AP’s ENPS and Playbook work together to enable newsrooms to schedule and publish social media content.

Currently, broadcasters find themselves using multiple tools throughout the story process, including NRCS, editing systems, user-generated content ingest, cutting video and content management systems.

“There’s still some tool fatigue out there,” he says. “You find yourself in five or six or 10 different tools throughout the day.”

AP is investigating how to “get them the tools to reduce that tool fatigue and bring them into a single experience and not five or six or seven or eight different experiences and user interfaces,” Doyle says.

Decreasing Turnaround Time

Ross Video is focused on decreasing the turnaround time needed to create and publish social media content, says Jenn Jarvis, the company’s product manager, editorial workflow. That means, she says, “a more coherent workflow” with an integrated approach for social and web content.

“If we can bring it into their core workflow and break down the barriers and extra steps,” Jarvis says, it makes it “more feasible” and allows customers “to focus on the content they’re creating” with a single tool and sign-in.
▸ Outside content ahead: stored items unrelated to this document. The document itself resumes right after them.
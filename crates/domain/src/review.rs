//! Product reviews. One review per user and product.

use std::collections::BTreeMap;

use chrono::{DateTime, Utc};
use common::{ProductId, ReviewId, UserId};
use serde::{Deserialize, Serialize};
use store::{NewReview, Review, ReviewPatch, Store, StoreError};

use crate::DomainError;

const ANONYMOUS: &str = "Anonymous";

#[derive(Debug, Clone, Serialize)]
#[serde(rename_all = "camelCase")]
pub struct ReviewView {
    pub id: ReviewId,
    pub product_id: ProductId,
    pub user_id: UserId,
    pub user_name: String,
    pub rating: u8,
    pub title: Option<String>,
    pub comment: Option<String>,
    pub created_at: DateTime<Utc>,
    pub updated_at: DateTime<Utc>,
}

impl From<Review> for ReviewView {
    fn from(review: Review) -> Self {
        Self {
            id: review.id,
            product_id: review.product_id,
            user_id: review.user_id,
            user_name: review.user_name.unwrap_or_else(|| ANONYMOUS.to_string()),
            rating: review.rating,
            title: review.title,
            comment: review.comment,
            created_at: review.created_at,
            updated_at: review.updated_at,
        }
    }
}

/// A product's reviews with statistics computed at read time.
#[derive(Debug, Clone, Serialize)]
#[serde(rename_all = "camelCase")]
pub struct ProductReviews {
    pub product_id: ProductId,
    /// Zero when there are no reviews.
    pub average_rating: f64,
    pub total_reviews: usize,
    /// Count per star rating; every bucket from 1 to 5 is present.
    pub rating_distribution: BTreeMap<u8, usize>,
    pub reviews: Vec<ReviewView>,
}

impl ProductReviews {
    fn summarize(product_id: ProductId, reviews: Vec<Review>) -> Self {
        let mut rating_distribution: BTreeMap<u8, usize> = (1..=5).map(|r| (r, 0)).collect();
        for review in &reviews {
            *rating_distribution.entry(review.rating).or_default() += 1;
        }

        let total_reviews = reviews.len();
        let average_rating = if total_reviews == 0 {
            0.0
        } else {
            let sum: u32 = reviews.iter().map(|r| u32::from(r.rating)).sum();
            f64::from(sum) / total_reviews as f64
        };

        Self {
            product_id,
            average_rating,
            total_reviews,
            rating_distribution,
            reviews: reviews.into_iter().map(ReviewView::from).collect(),
        }
    }
}

/// Create or update input. `rating` is validated server-side.
#[derive(Debug, Clone, Default, Deserialize)]
#[serde(rename_all = "camelCase")]
pub struct ReviewInput {
    pub rating: i64,
    pub title: Option<String>,
    pub comment: Option<String>,
}

fn check_rating(rating: i64) -> Result<u8, DomainError> {
    match u8::try_from(rating) {
        Ok(r @ 1..=5) => Ok(r),
        _ => Err(DomainError::InvalidRating(rating)),
    }
}

#[derive(Clone)]
pub struct ReviewService<S: Store> {
    store: S,
}

impl<S: Store> ReviewService<S> {
    pub fn new(store: S) -> Self {
        Self { store }
    }

    #[tracing::instrument(skip(self))]
    pub async fn get_product_reviews(
        &self,
        product_id: ProductId,
    ) -> Result<ProductReviews, DomainError> {
        let reviews = self.store.list_reviews_for_product(product_id).await?;
        Ok(ProductReviews::summarize(product_id, reviews))
    }

    #[tracing::instrument(skip(self))]
    pub async fn get_review(&self, id: ReviewId) -> Result<ReviewView, DomainError> {
        self.store
            .get_review(id)
            .await?
            .map(ReviewView::from)
            .ok_or_else(|| DomainError::not_found("Review", id))
    }

    /// Reviews a product. The product must exist, the user must not have
    /// reviewed it yet, and the rating must be within 1..=5, checked in that order.
    #[tracing::instrument(skip(self, input), fields(rating = input.rating))]
    pub async fn create_review(
        &self,
        user_id: UserId,
        product_id: ProductId,
        input: ReviewInput,
    ) -> Result<ReviewView, DomainError> {
        if self.store.get_product(product_id).await?.is_none() {
            return Err(DomainError::not_found("Product", product_id));
        }
        if self.store.find_review(user_id, product_id).await?.is_some() {
            return Err(DomainError::DuplicateReview);
        }
        let rating = check_rating(input.rating)?;

        let review = self
            .store
            .insert_review(NewReview {
                product_id,
                user_id,
                rating,
                title: input.title,
                comment: input.comment,
            })
            .await
            .map_err(|e| match e {
                // Lost a race with a concurrent create
                StoreError::UniqueViolation(_) => DomainError::DuplicateReview,
                other => other.into(),
            })?;

        tracing::info!(review_id = %review.id, "review created");
        Ok(review.into())
    }

    #[tracing::instrument(skip(self, input), fields(rating = input.rating))]
    pub async fn update_review(
        &self,
        user_id: UserId,
        id: ReviewId,
        input: ReviewInput,
    ) -> Result<ReviewView, DomainError> {
        let review = self
            .store
            .get_review(id)
            .await?
            .ok_or_else(|| DomainError::not_found("Review", id))?;
        if review.user_id != user_id {
            return Err(DomainError::Forbidden);
        }
        let rating = check_rating(input.rating)?;

        let patch = ReviewPatch {
            rating,
            title: input.title,
            comment: input.comment,
        };
        self.store
            .update_review(id, patch)
            .await?
            .map(ReviewView::from)
            .ok_or_else(|| DomainError::not_found("Review", id))
    }

    #[tracing::instrument(skip(self))]
    pub async fn delete_review(&self, user_id: UserId, id: ReviewId) -> Result<(), DomainError> {
        let review = self
            .store
            .get_review(id)
            .await?
            .ok_or_else(|| DomainError::not_found("Review", id))?;
        if review.user_id != user_id {
            return Err(DomainError::Forbidden);
        }

        self.store.delete_review(id).await?;
        Ok(())
    }
}

#[cfg(test)]
mod tests {
    use common::Money;
    use store::{InMemoryStore, NewProduct};

    use super::*;

    async fn setup() -> (ReviewService<InMemoryStore>, ProductId) {
        let store = InMemoryStore::new();
        let product = store
            .insert_product(NewProduct {
                name: "Mat".to_string(),
                price: Money::from_cents(2500),
                stock_quantity: 1,
                ..Default::default()
            })
            .await
            .unwrap();
        (ReviewService::new(store), product.id)
    }

    fn input(rating: i64) -> ReviewInput {
        ReviewInput {
            rating,
            ..Default::default()
        }
    }

    #[test]
    fn rating_bounds() {
        assert!(check_rating(0).is_err());
        assert!(check_rating(6).is_err());
        assert!(check_rating(-1).is_err());
        assert!(check_rating(300).is_err());
        assert_eq!(check_rating(1).unwrap(), 1);
        assert_eq!(check_rating(5).unwrap(), 5);
    }

    #[tokio::test]
    async fn missing_product_is_checked_first() {
        let (service, _) = setup().await;
        let result = service
            .create_review(UserId::new(1), ProductId::new(999), input(9))
            .await;
        assert!(matches!(result, Err(DomainError::NotFound { entity: "Product", .. })));
    }

    #[tokio::test]
    async fn duplicate_is_checked_before_rating() {
        let (service, product) = setup().await;
        let user = UserId::new(1);
        service.create_review(user, product, input(4)).await.unwrap();

        let result = service.create_review(user, product, input(9)).await;
        assert!(matches!(result, Err(DomainError::DuplicateReview)));
    }

    #[tokio::test]
    async fn unnamed_users_are_anonymous() {
        let (service, product) = setup().await;
        let review = service
            .create_review(UserId::new(1), product, input(5))
            .await
            .unwrap();
        assert_eq!(review.user_name, "Anonymous");
    }

    #[tokio::test]
    async fn only_the_author_may_edit_or_delete() {
        let (service, product) = setup().await;
        let author = UserId::new(1);
        let other = UserId::new(2);
        let review = service.create_review(author, product, input(3)).await.unwrap();

        assert!(matches!(
            service.update_review(other, review.id, input(5)).await,
            Err(DomainError::Forbidden)
        ));
        assert!(matches!(
            service.delete_review(other, review.id).await,
            Err(DomainError::Forbidden)
        ));
        assert!(matches!(
            service.update_review(author, review.id, input(0)).await,
            Err(DomainError::InvalidRating(0))
        ));

        let updated = service.update_review(author, review.id, input(5)).await.unwrap();
        assert_eq!(updated.rating, 5);

        service.delete_review(author, review.id).await.unwrap();
        assert!(matches!(
            service.get_review(review.id).await,
            Err(DomainError::NotFound { entity: "Review", .. })
        ));
    }

    #[tokio::test]
    async fn statistics_include_every_bucket() {
        let (service, product) = setup().await;
        let empty = service.get_product_reviews(product).await.unwrap();
        assert_eq!(empty.average_rating, 0.0);
        assert_eq!(empty.rating_distribution.len(), 5);
        assert!(empty.rating_distribution.values().all(|&c| c == 0));

        service.create_review(UserId::new(1), product, input(4)).await.unwrap();
        service.create_review(UserId::new(2), product, input(5)).await.unwrap();

        let stats = service.get_product_reviews(product).await.unwrap();
        assert_eq!(stats.total_reviews, 2);
        assert_eq!(stats.average_rating, 4.5);
        assert_eq!(stats.rating_distribution[&4], 1);
        assert_eq!(stats.rating_distribution[&5], 1);
        assert_eq!(stats.rating_distribution[&1], 0);
    }
}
Many larger organizations have different teams using different tools and platforms for planning and creating content, she says. This can be problematic because it increases the possibility of the loss of information between teams or the duplication of effort, she adds.

But using a single platform like Ross Video’s Inception, which originated as a social media management tool before the NRCS element became available, can reduce those risks.

Ross Video’s Inception eliminates manual steps like downloading, resizing, reformatting, and copy and pasting content into the graphics system and includes an assignment manager that can be used to plan necessary content and assign tasks.

“By bringing these teams onto a shared platform, it allows them to plan together, to have visibility of what all the teams are working on,” Jarvis says. This is critical, she says, because “it can sometimes be labor-intensive to create content for different platforms, and it can be a distraction to the news teams when they have to think about 10 different platforms throughout the day.”

Inception eliminates manual steps like downloading, resizing, reformatting and copy and pasting content into the graphics system and includes an assignment manager that can be used to plan necessary content and assign tasks.

She says it’s the role of vendors to create tools newsrooms need to publish to multiple social media platforms, but newsrooms themselves have to embrace the need for multiplatform content creation.

“It does sometimes require a change in thinking and a bit of a culture change in the newsroom to think about content more comprehensively,” Jarvis says. “If we can break down those reservations by making the process easier, it’s going to encourage multiplatform content creation to become the norm.”